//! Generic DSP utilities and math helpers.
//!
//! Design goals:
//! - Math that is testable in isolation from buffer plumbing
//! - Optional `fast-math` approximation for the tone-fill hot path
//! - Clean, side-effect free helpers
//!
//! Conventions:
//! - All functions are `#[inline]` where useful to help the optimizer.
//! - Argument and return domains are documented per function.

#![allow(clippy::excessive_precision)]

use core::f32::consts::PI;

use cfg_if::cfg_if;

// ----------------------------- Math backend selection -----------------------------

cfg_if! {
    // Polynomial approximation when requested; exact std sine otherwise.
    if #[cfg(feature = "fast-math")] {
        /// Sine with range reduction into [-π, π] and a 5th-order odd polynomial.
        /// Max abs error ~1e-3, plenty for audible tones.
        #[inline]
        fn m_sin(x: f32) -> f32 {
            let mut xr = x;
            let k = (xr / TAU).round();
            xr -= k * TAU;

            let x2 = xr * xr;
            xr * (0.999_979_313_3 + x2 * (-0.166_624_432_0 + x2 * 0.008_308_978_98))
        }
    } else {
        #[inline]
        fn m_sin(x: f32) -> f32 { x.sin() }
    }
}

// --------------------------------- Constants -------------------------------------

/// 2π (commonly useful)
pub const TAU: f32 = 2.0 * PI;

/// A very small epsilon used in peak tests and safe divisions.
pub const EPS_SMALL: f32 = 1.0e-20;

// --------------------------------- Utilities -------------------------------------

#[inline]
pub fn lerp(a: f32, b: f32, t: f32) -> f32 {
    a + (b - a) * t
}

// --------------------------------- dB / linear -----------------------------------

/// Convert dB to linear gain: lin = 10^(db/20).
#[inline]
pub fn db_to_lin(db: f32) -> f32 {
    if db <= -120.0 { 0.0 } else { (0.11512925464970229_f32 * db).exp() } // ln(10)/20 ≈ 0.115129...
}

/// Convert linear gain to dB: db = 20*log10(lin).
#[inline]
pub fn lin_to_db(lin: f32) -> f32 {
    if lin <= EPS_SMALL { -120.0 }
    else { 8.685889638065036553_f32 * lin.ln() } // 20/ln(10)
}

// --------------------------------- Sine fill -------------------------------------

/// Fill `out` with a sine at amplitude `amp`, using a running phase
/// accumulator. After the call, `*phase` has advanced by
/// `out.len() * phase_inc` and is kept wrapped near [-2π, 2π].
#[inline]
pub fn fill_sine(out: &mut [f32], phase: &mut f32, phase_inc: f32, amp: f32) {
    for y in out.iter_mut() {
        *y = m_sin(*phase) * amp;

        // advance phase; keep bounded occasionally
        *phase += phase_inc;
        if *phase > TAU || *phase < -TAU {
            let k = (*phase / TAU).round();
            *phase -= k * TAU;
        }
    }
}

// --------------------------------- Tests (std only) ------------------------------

------------------------------------

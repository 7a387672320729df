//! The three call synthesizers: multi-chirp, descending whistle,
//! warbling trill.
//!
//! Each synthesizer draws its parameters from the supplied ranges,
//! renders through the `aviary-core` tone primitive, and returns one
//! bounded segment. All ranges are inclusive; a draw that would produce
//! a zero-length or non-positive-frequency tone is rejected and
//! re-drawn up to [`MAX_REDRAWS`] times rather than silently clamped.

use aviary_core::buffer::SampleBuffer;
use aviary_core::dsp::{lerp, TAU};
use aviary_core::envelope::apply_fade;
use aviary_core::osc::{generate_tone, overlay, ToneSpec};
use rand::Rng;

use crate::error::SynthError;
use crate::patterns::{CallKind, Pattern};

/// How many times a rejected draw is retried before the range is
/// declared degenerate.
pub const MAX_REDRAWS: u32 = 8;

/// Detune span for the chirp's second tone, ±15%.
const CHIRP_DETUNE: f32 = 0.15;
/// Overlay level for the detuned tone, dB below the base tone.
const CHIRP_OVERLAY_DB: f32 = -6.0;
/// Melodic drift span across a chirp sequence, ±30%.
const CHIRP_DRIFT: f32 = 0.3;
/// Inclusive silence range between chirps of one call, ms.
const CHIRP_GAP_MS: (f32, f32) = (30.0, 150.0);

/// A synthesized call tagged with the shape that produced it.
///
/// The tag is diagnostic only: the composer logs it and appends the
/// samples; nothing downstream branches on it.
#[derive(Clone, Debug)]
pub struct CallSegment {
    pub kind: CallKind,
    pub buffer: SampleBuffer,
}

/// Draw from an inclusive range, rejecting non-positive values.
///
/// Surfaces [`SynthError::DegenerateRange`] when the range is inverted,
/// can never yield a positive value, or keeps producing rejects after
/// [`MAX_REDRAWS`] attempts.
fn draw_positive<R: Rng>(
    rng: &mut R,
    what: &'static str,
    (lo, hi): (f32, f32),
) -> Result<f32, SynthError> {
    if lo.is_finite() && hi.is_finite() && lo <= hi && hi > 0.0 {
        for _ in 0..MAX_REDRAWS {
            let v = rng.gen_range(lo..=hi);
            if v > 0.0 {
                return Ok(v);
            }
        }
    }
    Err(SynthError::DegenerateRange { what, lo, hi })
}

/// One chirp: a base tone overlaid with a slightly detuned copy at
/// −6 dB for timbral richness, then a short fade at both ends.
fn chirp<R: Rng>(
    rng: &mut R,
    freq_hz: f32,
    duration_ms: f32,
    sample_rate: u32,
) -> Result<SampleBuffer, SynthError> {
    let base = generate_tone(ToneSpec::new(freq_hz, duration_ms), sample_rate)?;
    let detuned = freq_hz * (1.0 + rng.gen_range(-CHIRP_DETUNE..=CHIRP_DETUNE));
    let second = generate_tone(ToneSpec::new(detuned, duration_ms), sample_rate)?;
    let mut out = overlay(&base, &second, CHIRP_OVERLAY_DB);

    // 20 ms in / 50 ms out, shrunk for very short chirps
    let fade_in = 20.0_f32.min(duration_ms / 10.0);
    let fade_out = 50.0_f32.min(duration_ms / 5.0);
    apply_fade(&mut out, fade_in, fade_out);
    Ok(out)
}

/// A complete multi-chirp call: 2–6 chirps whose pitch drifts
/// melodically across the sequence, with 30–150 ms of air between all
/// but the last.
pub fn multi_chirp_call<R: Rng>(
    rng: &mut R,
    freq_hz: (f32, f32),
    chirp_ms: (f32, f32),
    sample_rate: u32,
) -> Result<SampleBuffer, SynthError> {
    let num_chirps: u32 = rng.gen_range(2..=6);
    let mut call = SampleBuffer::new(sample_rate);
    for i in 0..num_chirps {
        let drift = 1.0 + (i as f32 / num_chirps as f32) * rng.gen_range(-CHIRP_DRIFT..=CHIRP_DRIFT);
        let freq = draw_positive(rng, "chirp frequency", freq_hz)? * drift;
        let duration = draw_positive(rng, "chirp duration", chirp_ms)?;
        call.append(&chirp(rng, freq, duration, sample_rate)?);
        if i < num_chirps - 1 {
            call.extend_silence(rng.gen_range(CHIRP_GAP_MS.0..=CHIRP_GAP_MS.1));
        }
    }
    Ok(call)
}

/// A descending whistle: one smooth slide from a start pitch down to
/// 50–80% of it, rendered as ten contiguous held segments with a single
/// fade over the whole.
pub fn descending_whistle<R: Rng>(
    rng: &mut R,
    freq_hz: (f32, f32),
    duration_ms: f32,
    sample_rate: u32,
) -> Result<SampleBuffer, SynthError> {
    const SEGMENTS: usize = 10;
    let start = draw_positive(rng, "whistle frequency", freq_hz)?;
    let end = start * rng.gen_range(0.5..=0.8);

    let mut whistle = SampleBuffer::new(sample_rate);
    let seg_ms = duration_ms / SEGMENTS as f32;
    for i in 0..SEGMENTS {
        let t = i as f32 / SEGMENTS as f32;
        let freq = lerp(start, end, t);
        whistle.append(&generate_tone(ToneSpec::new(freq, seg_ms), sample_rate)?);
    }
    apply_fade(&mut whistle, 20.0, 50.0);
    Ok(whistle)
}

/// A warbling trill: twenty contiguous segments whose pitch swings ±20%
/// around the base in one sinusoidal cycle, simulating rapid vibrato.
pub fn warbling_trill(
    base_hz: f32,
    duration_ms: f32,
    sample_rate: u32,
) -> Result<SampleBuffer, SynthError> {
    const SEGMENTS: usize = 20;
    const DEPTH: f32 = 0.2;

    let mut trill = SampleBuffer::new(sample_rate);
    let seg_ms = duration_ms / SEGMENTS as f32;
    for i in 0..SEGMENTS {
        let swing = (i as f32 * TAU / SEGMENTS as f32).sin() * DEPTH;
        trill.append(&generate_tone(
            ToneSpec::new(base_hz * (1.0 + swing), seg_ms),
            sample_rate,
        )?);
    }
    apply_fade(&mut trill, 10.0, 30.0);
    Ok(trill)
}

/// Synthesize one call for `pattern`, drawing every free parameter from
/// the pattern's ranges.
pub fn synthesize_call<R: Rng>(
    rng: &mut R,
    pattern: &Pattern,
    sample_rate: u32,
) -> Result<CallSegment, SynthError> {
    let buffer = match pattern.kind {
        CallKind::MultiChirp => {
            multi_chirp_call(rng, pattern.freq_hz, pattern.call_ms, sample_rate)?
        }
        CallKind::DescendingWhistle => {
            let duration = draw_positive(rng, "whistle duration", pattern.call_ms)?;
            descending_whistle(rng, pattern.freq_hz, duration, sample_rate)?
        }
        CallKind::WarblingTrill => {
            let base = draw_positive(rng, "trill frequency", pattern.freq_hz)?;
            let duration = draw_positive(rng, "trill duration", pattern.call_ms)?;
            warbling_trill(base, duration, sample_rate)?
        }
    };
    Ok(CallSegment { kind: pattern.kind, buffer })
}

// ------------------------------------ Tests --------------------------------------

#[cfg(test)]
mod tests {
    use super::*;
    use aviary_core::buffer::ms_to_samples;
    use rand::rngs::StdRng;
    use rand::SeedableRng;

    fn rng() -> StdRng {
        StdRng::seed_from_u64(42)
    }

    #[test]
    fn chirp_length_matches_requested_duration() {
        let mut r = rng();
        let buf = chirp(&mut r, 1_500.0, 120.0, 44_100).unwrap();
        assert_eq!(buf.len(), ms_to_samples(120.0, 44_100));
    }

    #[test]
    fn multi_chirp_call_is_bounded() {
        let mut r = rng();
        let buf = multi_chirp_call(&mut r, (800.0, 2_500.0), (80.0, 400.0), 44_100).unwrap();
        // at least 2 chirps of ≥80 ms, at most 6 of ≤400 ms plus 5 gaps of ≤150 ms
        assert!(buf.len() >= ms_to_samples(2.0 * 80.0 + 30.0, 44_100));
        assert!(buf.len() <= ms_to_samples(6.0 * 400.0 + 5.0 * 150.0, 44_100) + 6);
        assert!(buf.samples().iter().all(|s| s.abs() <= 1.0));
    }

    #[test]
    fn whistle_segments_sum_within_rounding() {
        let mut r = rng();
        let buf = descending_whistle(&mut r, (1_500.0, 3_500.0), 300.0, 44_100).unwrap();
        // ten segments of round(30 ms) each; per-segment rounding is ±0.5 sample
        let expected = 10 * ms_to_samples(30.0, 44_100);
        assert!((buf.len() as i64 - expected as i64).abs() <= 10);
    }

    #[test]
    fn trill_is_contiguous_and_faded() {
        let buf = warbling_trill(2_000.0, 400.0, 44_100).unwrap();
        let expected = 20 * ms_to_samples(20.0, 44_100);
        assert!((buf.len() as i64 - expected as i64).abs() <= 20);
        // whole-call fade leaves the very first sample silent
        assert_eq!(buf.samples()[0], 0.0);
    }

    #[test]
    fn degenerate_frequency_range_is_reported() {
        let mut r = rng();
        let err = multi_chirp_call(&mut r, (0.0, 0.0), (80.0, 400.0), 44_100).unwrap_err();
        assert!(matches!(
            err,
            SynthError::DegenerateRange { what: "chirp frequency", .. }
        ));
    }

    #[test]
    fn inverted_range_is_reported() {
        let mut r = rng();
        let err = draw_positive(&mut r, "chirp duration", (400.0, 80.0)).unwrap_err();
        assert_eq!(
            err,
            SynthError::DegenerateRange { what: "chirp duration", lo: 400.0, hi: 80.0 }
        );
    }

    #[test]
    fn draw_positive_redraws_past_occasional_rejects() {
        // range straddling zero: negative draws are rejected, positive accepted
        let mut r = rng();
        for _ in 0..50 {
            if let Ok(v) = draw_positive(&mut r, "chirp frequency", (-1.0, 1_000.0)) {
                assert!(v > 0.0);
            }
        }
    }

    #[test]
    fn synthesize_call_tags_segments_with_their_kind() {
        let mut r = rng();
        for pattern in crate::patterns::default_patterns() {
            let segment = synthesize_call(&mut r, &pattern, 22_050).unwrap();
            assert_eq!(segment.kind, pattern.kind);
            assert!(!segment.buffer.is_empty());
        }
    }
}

------------------------------------

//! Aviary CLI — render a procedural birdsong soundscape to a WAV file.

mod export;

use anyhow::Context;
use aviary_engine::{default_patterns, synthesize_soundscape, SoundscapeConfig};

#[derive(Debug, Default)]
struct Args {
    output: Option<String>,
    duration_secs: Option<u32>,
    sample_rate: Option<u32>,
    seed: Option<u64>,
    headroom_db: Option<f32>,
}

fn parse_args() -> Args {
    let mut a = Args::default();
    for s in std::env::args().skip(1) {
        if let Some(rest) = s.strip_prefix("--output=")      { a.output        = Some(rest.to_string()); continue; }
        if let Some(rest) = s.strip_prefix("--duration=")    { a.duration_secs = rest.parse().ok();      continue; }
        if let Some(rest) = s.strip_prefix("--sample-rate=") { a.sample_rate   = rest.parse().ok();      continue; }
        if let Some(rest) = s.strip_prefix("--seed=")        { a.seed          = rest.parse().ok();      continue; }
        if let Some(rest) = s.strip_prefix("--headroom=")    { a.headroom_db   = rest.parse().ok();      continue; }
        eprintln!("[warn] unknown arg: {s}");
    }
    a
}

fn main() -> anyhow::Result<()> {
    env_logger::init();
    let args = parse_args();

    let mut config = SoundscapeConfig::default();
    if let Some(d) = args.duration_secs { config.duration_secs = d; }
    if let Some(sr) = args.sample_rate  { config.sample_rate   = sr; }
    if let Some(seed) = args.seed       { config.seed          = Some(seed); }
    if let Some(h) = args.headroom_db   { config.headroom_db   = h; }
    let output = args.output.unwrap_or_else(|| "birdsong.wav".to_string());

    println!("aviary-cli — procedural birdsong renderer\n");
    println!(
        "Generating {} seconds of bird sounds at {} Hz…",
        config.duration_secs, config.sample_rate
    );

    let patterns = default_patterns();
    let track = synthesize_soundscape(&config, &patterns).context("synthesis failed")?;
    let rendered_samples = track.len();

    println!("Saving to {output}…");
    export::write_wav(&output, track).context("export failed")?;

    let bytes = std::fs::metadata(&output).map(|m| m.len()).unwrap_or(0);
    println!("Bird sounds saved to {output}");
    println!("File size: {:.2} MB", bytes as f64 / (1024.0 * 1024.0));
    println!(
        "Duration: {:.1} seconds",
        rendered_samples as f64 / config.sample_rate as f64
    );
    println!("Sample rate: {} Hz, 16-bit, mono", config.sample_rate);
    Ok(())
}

------------------------------------

Look above for the line containing "use aviary_core::envelope::apply_fade;" and the line containing "before the range is". Transcribe both, with the lines between them, exactly.

use aviary_core::envelope::apply_fade;
use aviary_core::osc::{generate_tone, overlay, ToneSpec};
use rand::Rng;

use crate::error::SynthError;
use crate::patterns::{CallKind, Pattern};

/// How many times a rejected draw is retried before the range is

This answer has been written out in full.